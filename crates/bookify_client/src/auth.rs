//! Client for the booking API's token endpoint.

use crate::error::BookingApiError;
use crate::http::{build_client, HTTP_CLIENT};
use crate::models::Credentials;
use bookify_config::AppConfig;
use reqwest::{Client, Response};
use tracing::debug;

/// Thin wrapper around `POST /auth`.
///
/// [`AuthClient::get_token`] hands back the transport's raw response;
/// interpreting status and body is the caller's job. Transport errors
/// propagate unmodified and nothing is retried.
#[derive(Debug, Clone)]
pub struct AuthClient {
    client: Client,
    base_url: String,
}

impl AuthClient {
    /// Create a client for the auth endpoint rooted at `base_url`.
    pub fn new(base_url: impl Into<String>) -> Self {
        Self::with_client(HTTP_CLIENT.clone(), base_url)
    }

    /// Create a client from the application configuration.
    ///
    /// # Errors
    ///
    /// Fails if the underlying HTTP client cannot be built with the
    /// configured timeout.
    pub fn from_config(config: &AppConfig) -> Result<Self, BookingApiError> {
        let client = build_client(config.http.timeout_seconds)?;
        Ok(Self::with_client(client, config.base_url.clone()))
    }

    /// Create a client that issues its requests through `client`.
    pub fn with_client(client: Client, base_url: impl Into<String>) -> Self {
        let base_url = base_url.into();
        AuthClient {
            client,
            base_url: base_url.trim_end_matches('/').to_string(),
        }
    }

    /// POST the credentials to `/auth` and return the raw response.
    pub async fn get_token(&self, credentials: &Credentials) -> Result<Response, BookingApiError> {
        let url = format!("{}/auth", self.base_url);
        debug!(%url, "POST auth");
        let response = self.client.post(&url).json(credentials).send().await?;
        Ok(response)
    }

    /// Fetch and decode a token in one step.
    ///
    /// The live API reports bad credentials as a 200 with a `reason` body
    /// instead of a `token`, so a body without a non-empty `token` field
    /// surfaces as [`BookingApiError::MissingToken`]. A body that is not
    /// JSON at all surfaces as [`BookingApiError::Parse`].
    pub async fn token(&self, credentials: &Credentials) -> Result<String, BookingApiError> {
        let response = self.get_token(credentials).await?;
        let bytes = response.bytes().await?;
        let body: serde_json::Value = serde_json::from_slice(&bytes)?;
        match body.get("token").and_then(serde_json::Value::as_str) {
            Some(token) if !token.is_empty() => Ok(token.to_string()),
            _ => Err(BookingApiError::MissingToken),
        }
    }
}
# # #
Scan the entries above and show each line that contains the word "Create".

#### Solution to the exercise
    /// Create a client for the auth endpoint rooted at `base_url`.
    /// Create a client from the application configuration.
    /// Create a client that issues its requests through `client`.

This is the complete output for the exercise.